En 2025, nous avons vu nos expéditions chuter de façon précipitée. Nos exportations ne sont maintenant plus que la moitié de ce qu’elles étaient avant les tarifs et nous prévoyons que les niveaux seront encore plus bas d’ici la fin de l’année. De plus, les États-Unis ont élargi leur régime tarifaire en vertu de l’article 232 pour couvrir 20 milliards de dollars d’exportations canadiennes de produits manufacturés contenant de l’acier et de l’aluminium. C’est une attaque directe contre notre base canadienne. Ce n’est qu’un début, car les États-Unis continuent d’élargir leur liste de produits dérivés ciblés, comme les jantes d’auto dont parlait M. Simard, et l’on s’attend à ce que des centaines de produits soient ajoutés à cette liste d’ici la fin de l’année et ainsi de suite — tous les trois ou quatre mois, selon nous.
Il est très, très complexe de parler d’harmonisation et de miser sur l’intégration remarquable dont le Canada jouit avec les États‑Unis depuis plus de 30 ans. Quoi qu’il en soit, à l’approche des discussions bilatérales et trilatérales, il est impératif de se rappeler que le marché canadien de l’acier est touché par les mêmes phénomènes mondiaux qui orientent la politique américaine en matière de commerce de l’acier et de droits de douane. La capacité excédentaire mondiale — et dans le cas de l’acier provenant principalement de la Chine — détruit les marchés, créant un régime de prix inférieur au marché qui a une incidence directe sur notre viabilité et notre compétitivité.

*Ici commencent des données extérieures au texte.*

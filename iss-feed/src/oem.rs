//! CCSDS OEM (XML) parsing.
//!
//! Document shape, trimmed to what we read:
//!
//! ```text
//! ndm
//! └── oem
//!     ├── header   (CREATION_DATE, ORIGINATOR)
//!     └── body
//!         └── segment
//!             ├── metadata (OBJECT_NAME, REF_FRAME, START_TIME, ...)
//!             └── data
//!                 ├── COMMENT*
//!                 └── stateVector*  (EPOCH, X, Y, Z, X_DOT, Y_DOT, Z_DOT)
//! ```

use std::collections::HashSet;

use serde::Deserialize;
use tracing::{debug, warn};

use iss_core::error::{IssError, Result};
use iss_core::types::{parse_epoch, Ephemeris, OemHeader, OemMetadata, StateVector, Vector3};

#[derive(Debug, Deserialize)]
struct Ndm {
    oem: Oem,
}

#[derive(Debug, Deserialize)]
struct Oem {
    #[serde(default)]
    header: RawHeader,
    body: Body,
}

#[derive(Debug, Default, Deserialize)]
struct RawHeader {
    #[serde(rename = "CREATION_DATE")]
    creation_date: Option<String>,
    #[serde(rename = "ORIGINATOR")]
    originator: Option<String>,
}

#[derive(Debug, Deserialize)]
struct Body {
    segment: Segment,
}

#[derive(Debug, Deserialize)]
struct Segment {
    #[serde(default)]
    metadata: RawMetadata,
    data: Data,
}

#[derive(Debug, Default, Deserialize)]
#[serde(rename_all = "SCREAMING_SNAKE_CASE")]
struct RawMetadata {
    object_name: Option<String>,
    object_id: Option<String>,
    center_name: Option<String>,
    ref_frame: Option<String>,
    time_system: Option<String>,
    start_time: Option<String>,
    stop_time: Option<String>,
}

#[derive(Debug, Deserialize)]
struct Data {
    #[serde(rename = "stateVector", default)]
    state_vectors: Vec<RawStateVector>,
}

#[derive(Debug, Deserialize)]
#[serde(rename_all = "SCREAMING_SNAKE_CASE")]
struct RawStateVector {
    epoch: String,
    x: Quantity,
    y: Quantity,
    z: Quantity,
    x_dot: Quantity,
    y_dot: Quantity,
    z_dot: Quantity,
}

/// `<X units="km">-4530.2</X>`: the units attribute is fixed by the standard.
#[derive(Debug, Deserialize)]
struct Quantity {
    #[serde(rename = "$text")]
    value: f64,
}

impl From<RawStateVector> for StateVector {
    fn from(raw: RawStateVector) -> Self {
        StateVector::new(
            raw.epoch.trim(),
            Vector3::new(raw.x.value, raw.y.value, raw.z.value),
            Vector3::new(raw.x_dot.value, raw.y_dot.value, raw.z_dot.value),
        )
    }
}

/// Parses an OEM XML document.
///
/// Every epoch must be a valid CCSDS day-of-year timestamp. Should an epoch
/// appear twice, the later vector wins. A document without a single state
/// vector is an `EmptyFeed`.
pub fn parse_oem(xml: &str) -> Result<Ephemeris> {
    if xml.trim().is_empty() {
        return Err(IssError::EmptyFeed);
    }

    let ndm: Ndm =
        quick_xml::de::from_str(xml).map_err(|e| IssError::MalformedFeed(e.to_string()))?;
    let Oem { header, body } = ndm.oem;
    let Segment { metadata, data } = body.segment;

    if data.state_vectors.is_empty() {
        return Err(IssError::EmptyFeed);
    }

    let mut seen = HashSet::with_capacity(data.state_vectors.len());
    let mut vectors: Vec<StateVector> = Vec::with_capacity(data.state_vectors.len());

    for raw in data.state_vectors {
        let sv = StateVector::from(raw);
        parse_epoch(&sv.epoch)
            .map_err(|_| IssError::MalformedFeed(format!("bad EPOCH '{}'", sv.epoch)))?;

        if !seen.insert(sv.epoch.clone()) {
            warn!(epoch = %sv.epoch, "Duplicate epoch in feed, keeping the later vector");
            vectors.retain(|existing| existing.epoch != sv.epoch);
        }
        vectors.push(sv);
    }

    debug!(count = vectors.len(), "Parsed OEM state vectors");

    Ok(Ephemeris {
        header: OemHeader {
            creation_date: header.creation_date,
            originator: header.originator,
        },
        metadata: OemMetadata {
            object_name: metadata.object_name,
            object_id: metadata.object_id,
            center_name: metadata.center_name,
            ref_frame: metadata.ref_frame,
            time_system: metadata.time_system,
            start_time: metadata.start_time,
            stop_time: metadata.stop_time,
        },
        vectors,
    })
}

#[cfg(test)]
pub(crate) mod tests {
    use super::*;

    pub(crate) const SAMPLE_OEM: &str = r#"<?xml version="1.0" encoding="UTF-8"?>
<ndm xmlns:xsi="http://www.w3.org/2001/XMLSchema-instance" xsi:noNamespaceSchemaLocation="http://sanaregistry.org/r/ndmxml_unqualified/ndmxml-2.0.0-master-2.0.xsd">
  <oem id="CCSDS_OEM_VERS" version="2.0">
    <header>
      <CREATION_DATE>2024-047T19:42:41.229Z</CREATION_DATE>
      <ORIGINATOR>JSC</ORIGINATOR>
    </header>
    <body>
      <segment>
        <metadata>
          <OBJECT_NAME>ISS</OBJECT_NAME>
          <OBJECT_ID>1998-067-A</OBJECT_ID>
          <CENTER_NAME>EARTH</CENTER_NAME>
          <REF_FRAME>EME2000</REF_FRAME>
          <TIME_SYSTEM>UTC</TIME_SYSTEM>
          <START_TIME>2024-047T12:00:00.000Z</START_TIME>
          <STOP_TIME>2024-047T12:08:00.000Z</STOP_TIME>
        </metadata>
        <data>
          <COMMENT>Source: This file was produced by the TOPO office</COMMENT>
          <COMMENT>MASS=459325.00 kg</COMMENT>
          <stateVector>
            <EPOCH>2024-047T12:00:00.000Z</EPOCH>
            <X units="km">-4530.2</X>
            <Y units="km">2104.6</Y>
            <Z units="km">4514.9</Z>
            <X_DOT units="km/s">-3.42</X_DOT>
            <Y_DOT units="km/s">-6.55</Y_DOT>
            <Z_DOT units="km/s">-0.38</Z_DOT>
          </stateVector>
          <stateVector>
            <EPOCH>2024-047T12:04:00.000Z</EPOCH>
            <X units="km">-5225.3</X>
            <Y units="km">527.1</Y>
            <Z units="km">4206.7</Z>
            <X_DOT units="km/s">-2.39</X_DOT>
            <Y_DOT units="km/s">-6.63</Y_DOT>
            <Z_DOT units="km/s">-2.14</Z_DOT>
          </stateVector>
          <COMMENT>End of arc</COMMENT>
          <stateVector>
            <EPOCH>2024-047T12:08:00.000Z</EPOCH>
            <X units="km">-5575.5</X>
            <Y units="km">-1064.8</Y>
            <Z units="km">3512.0</Z>
            <X_DOT units="km/s">-0.89</X_DOT>
            <Y_DOT units="km/s">-6.52</Y_DOT>
            <Z_DOT units="km/s">-3.62</Z_DOT>
          </stateVector>
        </data>
      </segment>
    </body>
  </oem>
</ndm>"#;

    #[test]
    fn test_parse_sample() {
        let eph = parse_oem(SAMPLE_OEM).unwrap();
        assert_eq!(eph.len(), 3);

        let first = &eph.vectors[0];
        assert_eq!(first.epoch, "2024-047T12:00:00.000Z");
        assert_eq!(first.position, Vector3::new(-4530.2, 2104.6, 4514.9));
        assert_eq!(first.velocity, Vector3::new(-3.42, -6.55, -0.38));

        assert_eq!(eph.vectors[2].epoch, "2024-047T12:08:00.000Z");
        assert_eq!(eph.vectors[2].velocity.z, -3.62);
    }

    #[test]
    fn test_parse_header_and_metadata() {
        let eph = parse_oem(SAMPLE_OEM).unwrap();
        assert_eq!(eph.header.originator.as_deref(), Some("JSC"));
        assert_eq!(eph.header.creation_date.as_deref(), Some("2024-047T19:42:41.229Z"));
        assert_eq!(eph.metadata.object_name.as_deref(), Some("ISS"));
        assert_eq!(eph.metadata.ref_frame.as_deref(), Some("EME2000"));
        assert_eq!(eph.metadata.stop_time.as_deref(), Some("2024-047T12:08:00.000Z"));
    }

    #[test]
    fn test_parse_empty_body() {
        assert!(matches!(parse_oem(""), Err(IssError::EmptyFeed)));
        assert!(matches!(parse_oem("  \n "), Err(IssError::EmptyFeed)));
    }

    #[test]
    fn test_parse_not_xml() {
        assert!(matches!(
            parse_oem("<html><body>Access Denied</body></html>"),
            Err(IssError::MalformedFeed(_))
        ));
    }

    #[test]
    fn test_parse_bad_number() {
        let xml = SAMPLE_OEM.replace("-4530.2", "not-a-number");
        assert!(matches!(parse_oem(&xml), Err(IssError::MalformedFeed(_))));
    }

    #[test]
    fn test_parse_bad_epoch() {
        let xml = SAMPLE_OEM.replace("2024-047T12:04:00.000Z", "yesterday");
        let err = parse_oem(&xml).unwrap_err();
        assert!(err.to_string().contains("yesterday"));
    }

    #[test]
    fn test_parse_duplicate_epoch_keeps_later() {
        let xml = SAMPLE_OEM.replace("2024-047T12:08:00.000Z</EPOCH>", "2024-047T12:00:00.000Z</EPOCH>");
        let eph = parse_oem(&xml).unwrap();
        assert_eq!(eph.len(), 2);
        let dup = eph
            .vectors
            .iter()
            .find(|sv| sv.epoch == "2024-047T12:00:00.000Z")
            .unwrap();
        assert_eq!(dup.position.x, -5575.5);
    }

    #[test]
    fn test_parse_no_state_vectors() {
        let xml = r#"<ndm><oem><header/><body><segment><metadata/><data><COMMENT>none</COMMENT></data></segment></body></oem></ndm>"#;
        assert!(matches!(parse_oem(xml), Err(IssError::EmptyFeed)));
    }
}
//! # ISS Geocode
//!
//! Reverse geocoding of the sub-satellite point through Nominatim.

#![forbid(unsafe_code)]
#![warn(missing_docs, rust_2018_idioms)]

mod nominatim;

pub use nominatim::{NominatimClient, NominatimConfig};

Bien que ce scénario se soit considérablement accentué, particulièrement au cours de la dernière décennie, les mesures commerciales prises par les États-Unis pour cibler ce phénomène — mais aussi en imposant des droits de douane au Canada et au Mexique — accroissent grandement l’urgence à agir pour notre propre pays. L’action que nous recherchons vise à soutenir deux objectifs clés. Le premier est de protéger l’industrie nationale pour récupérer la part du marché canadien, et le deuxième est de démontrer notre ferme engagement à relever ce défi mondial commun à notre plus important partenaire commercial, les États-Unis.
Malgré la guerre commerciale qui fait rage entre nos deux pays, les membres de l’Association canadienne des producteurs d’acier veulent un examen de l’ACEUM qui favorise une collaboration encore plus étroite avec nos industries américaines et mexicaines et leurs gouvernements afin d’harmoniser les efforts visant à protéger le marché nord-américain contre ce défi très important.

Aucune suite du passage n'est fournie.